An app analytics firm named App Annie reported several days ago that Spotify is now the world’s most popular music streaming service, in terms of active users, revenue, and downloads.
However, that’s on a global level. Depending on the individual country or region, a local streaming service might be number one, given how long it’s taken Spotify to move into many countries. For example, here stateside, Pandora is still the #1 streaming service by active users. Not surprising given it’s free, and got a foothold here before Spotify reached the US. Meanwhile, Deezer is France’s go-to for streaming music.
Of course, not everyone’s enthusiastic about Spotify. Taylor Swift, Adele, and—most recently—Coldplay, have all yanked their newest albums off of the service. The main reason? They dislike the low royalties the service pays artists, particularly for music played on the free streaming tier, which is at a lower rate than the subscription tier. At a minimum, Adele and company would like Spotify to limit their new albums to paying customers only. However, Spotify insists on all the music they stream being available to everyone, both paying and non-paying. Hence, the above artists yanking their newest albums.
On one hand, I can see why Spotify would want everyone to have access to all their music. Free-level users having access to Adele would at least be able to listen to Spotify’s ads, and not abandon the service for something else. It’s also a bit similar to FM radio’s model, i.e. listeners don’t have to pay to listen to music. Also, only slightly over a fourth of Spotify users pay for the service’s $10/month streaming tier.
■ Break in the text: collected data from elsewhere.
pub mod quiz;
pub mod response;
pub mod teacher;

pub use quiz::{Passage, Question, Quiz};
pub use response::QuizResponse;
pub use teacher::{Subject, Teacher};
Finally, services like Spotify offering everything for free has led to reductions in music piracy.
On the other hand, the artists who actually create the music should have the right to sell their music however they see fit. There’s also the low royalty rates from streaming, as well as the music industry (and the new players like Spotify, Apple Music, etc.) still being middlemen.
The webcomic “The Oatmeal” outlined the music industry situation pretty well in one strip, pointing out that we’re stuck at panel #3. While #4 would be ideal (cutting out both the old and new music middlemen as much as possible), the strip doesn’t account for how entrenched streaming music for free is in society. We’ve always paid for albums, but music on the radio for free has been a staple for decades. Some propose that along with the final panel’s “pay the artist directly for an album” model, musicians could also rely more on merchandise, such as posters, concert souvenirs, and so forth.